__PROMPT__
If a line in the data has the string "slot", please show it.
[SUPPLIED MATERIAL]
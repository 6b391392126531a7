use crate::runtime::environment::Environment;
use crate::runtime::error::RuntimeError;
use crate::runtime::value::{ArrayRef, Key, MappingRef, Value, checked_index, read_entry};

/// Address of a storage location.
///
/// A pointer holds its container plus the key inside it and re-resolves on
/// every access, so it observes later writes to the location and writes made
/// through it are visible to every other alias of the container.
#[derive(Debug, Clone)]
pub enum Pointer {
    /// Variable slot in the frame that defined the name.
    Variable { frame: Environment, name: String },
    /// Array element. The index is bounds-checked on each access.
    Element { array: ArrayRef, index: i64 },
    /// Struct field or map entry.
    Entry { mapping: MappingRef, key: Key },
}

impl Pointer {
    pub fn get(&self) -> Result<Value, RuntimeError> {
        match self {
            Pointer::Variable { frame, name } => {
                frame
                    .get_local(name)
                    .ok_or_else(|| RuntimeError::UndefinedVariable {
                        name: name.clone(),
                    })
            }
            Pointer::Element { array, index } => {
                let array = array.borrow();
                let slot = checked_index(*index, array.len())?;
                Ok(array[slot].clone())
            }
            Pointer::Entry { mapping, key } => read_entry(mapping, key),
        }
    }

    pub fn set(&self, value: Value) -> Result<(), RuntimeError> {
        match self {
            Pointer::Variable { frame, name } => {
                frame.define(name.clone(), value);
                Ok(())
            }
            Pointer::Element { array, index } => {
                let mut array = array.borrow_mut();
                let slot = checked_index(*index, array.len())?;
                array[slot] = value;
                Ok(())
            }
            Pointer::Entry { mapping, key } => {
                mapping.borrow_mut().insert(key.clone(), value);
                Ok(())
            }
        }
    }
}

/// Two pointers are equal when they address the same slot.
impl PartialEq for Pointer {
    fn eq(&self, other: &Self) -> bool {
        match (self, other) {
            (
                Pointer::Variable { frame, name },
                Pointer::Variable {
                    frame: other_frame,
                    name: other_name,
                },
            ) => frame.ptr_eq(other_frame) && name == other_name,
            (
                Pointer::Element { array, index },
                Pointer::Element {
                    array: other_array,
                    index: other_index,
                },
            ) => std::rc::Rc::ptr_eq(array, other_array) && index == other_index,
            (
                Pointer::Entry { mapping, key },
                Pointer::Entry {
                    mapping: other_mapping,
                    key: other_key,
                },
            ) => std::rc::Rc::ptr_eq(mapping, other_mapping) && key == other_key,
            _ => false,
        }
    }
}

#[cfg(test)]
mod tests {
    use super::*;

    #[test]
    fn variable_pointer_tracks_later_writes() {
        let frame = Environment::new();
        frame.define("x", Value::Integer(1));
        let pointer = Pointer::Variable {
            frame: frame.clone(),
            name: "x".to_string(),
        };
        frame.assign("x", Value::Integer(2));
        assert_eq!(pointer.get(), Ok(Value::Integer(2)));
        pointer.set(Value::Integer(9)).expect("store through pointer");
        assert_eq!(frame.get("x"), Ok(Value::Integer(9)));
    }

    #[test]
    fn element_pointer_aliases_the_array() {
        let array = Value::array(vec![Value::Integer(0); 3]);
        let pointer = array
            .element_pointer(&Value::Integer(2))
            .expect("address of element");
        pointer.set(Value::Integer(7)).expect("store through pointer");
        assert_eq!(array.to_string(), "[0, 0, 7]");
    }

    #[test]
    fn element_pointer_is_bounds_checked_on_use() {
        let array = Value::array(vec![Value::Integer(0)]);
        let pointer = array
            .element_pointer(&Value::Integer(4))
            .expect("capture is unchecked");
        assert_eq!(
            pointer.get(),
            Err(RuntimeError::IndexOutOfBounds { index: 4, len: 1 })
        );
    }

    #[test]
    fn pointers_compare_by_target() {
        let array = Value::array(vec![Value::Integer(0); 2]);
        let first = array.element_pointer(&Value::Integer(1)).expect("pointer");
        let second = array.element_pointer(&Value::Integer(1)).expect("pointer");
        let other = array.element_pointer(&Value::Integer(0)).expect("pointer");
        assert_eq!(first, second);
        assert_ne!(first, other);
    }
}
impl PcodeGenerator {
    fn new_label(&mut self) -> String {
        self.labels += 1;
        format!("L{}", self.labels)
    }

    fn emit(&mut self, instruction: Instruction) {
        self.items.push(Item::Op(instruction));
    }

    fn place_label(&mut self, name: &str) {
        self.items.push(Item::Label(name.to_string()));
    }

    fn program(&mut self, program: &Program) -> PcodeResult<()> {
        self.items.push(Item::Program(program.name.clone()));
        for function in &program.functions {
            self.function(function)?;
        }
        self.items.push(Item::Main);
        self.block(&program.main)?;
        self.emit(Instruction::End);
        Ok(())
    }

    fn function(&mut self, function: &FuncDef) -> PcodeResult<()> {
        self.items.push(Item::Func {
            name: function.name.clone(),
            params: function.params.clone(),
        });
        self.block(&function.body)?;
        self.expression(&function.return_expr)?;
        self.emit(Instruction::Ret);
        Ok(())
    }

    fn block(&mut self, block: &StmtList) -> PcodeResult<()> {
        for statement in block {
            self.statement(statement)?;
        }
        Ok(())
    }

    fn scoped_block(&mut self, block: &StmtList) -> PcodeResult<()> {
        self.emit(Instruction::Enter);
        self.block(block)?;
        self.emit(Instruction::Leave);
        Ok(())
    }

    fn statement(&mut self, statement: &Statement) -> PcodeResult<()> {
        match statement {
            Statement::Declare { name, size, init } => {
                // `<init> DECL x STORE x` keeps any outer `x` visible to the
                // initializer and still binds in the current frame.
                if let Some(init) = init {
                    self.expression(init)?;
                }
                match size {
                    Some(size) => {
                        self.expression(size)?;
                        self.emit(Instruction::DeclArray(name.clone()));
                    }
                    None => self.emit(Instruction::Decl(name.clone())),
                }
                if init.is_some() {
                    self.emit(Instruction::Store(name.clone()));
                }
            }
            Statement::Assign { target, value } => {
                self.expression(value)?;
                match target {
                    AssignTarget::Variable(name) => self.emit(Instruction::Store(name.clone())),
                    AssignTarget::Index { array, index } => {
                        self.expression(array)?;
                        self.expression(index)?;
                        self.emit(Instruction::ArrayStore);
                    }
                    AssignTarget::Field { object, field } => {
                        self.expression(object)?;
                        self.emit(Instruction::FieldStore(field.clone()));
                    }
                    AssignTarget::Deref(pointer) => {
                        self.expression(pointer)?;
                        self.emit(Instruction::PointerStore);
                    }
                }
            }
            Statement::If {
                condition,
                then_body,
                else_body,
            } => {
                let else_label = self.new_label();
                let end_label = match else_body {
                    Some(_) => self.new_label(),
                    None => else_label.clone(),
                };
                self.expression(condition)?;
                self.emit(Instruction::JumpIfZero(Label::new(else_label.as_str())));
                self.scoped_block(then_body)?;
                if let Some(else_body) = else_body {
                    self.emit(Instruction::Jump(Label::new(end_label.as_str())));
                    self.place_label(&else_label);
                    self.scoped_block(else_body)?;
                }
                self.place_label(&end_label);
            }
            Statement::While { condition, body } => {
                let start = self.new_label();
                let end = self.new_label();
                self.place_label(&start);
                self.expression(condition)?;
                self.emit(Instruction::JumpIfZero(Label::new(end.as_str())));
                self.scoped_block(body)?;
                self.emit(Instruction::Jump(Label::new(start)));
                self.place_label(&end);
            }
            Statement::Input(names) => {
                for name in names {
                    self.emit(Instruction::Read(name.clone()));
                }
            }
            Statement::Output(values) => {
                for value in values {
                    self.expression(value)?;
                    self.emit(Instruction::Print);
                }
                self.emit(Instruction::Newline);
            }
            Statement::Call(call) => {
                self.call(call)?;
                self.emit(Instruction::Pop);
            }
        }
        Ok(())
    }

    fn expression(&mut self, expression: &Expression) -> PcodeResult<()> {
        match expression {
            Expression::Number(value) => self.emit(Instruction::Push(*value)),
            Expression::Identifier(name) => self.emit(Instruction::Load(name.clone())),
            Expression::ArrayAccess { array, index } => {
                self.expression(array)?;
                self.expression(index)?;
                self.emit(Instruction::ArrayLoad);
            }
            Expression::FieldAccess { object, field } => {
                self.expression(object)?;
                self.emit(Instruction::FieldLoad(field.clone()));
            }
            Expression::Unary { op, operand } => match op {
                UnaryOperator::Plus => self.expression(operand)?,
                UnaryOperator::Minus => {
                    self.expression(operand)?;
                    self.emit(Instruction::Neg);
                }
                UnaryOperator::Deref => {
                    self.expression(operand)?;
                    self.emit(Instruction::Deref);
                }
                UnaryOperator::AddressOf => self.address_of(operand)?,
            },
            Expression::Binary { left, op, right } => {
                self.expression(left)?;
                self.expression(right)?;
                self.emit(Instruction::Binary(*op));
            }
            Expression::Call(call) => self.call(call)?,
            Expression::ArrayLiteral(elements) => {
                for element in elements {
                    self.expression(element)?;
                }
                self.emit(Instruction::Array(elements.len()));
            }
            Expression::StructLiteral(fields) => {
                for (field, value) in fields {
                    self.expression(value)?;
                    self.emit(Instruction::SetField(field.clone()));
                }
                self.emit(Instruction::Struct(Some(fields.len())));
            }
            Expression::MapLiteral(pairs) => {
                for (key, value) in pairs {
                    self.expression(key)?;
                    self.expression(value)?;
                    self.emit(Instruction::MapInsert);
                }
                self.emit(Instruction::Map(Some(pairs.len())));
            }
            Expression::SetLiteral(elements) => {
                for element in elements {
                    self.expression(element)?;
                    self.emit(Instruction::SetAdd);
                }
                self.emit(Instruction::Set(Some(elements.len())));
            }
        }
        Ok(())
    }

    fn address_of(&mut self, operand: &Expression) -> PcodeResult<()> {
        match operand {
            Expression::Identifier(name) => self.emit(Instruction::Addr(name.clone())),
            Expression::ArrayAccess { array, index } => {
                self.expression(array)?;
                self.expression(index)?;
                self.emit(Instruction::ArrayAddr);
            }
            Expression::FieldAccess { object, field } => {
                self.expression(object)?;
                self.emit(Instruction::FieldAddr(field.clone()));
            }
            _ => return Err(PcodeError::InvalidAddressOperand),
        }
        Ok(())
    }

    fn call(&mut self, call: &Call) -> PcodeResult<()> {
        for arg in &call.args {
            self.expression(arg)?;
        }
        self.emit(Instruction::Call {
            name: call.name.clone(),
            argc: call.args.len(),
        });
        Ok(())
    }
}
[/SUPPLIED MATERIAL]
__ANSWER FOR THE TASK__
    /// Variable slot in the frame that defined the name.
                let slot = checked_index(*index, array.len())?;
                Ok(array[slot].clone())
                let slot = checked_index(*index, array.len())?;
                array[slot] = value;
/// Two pointers are equal when they address the same slot.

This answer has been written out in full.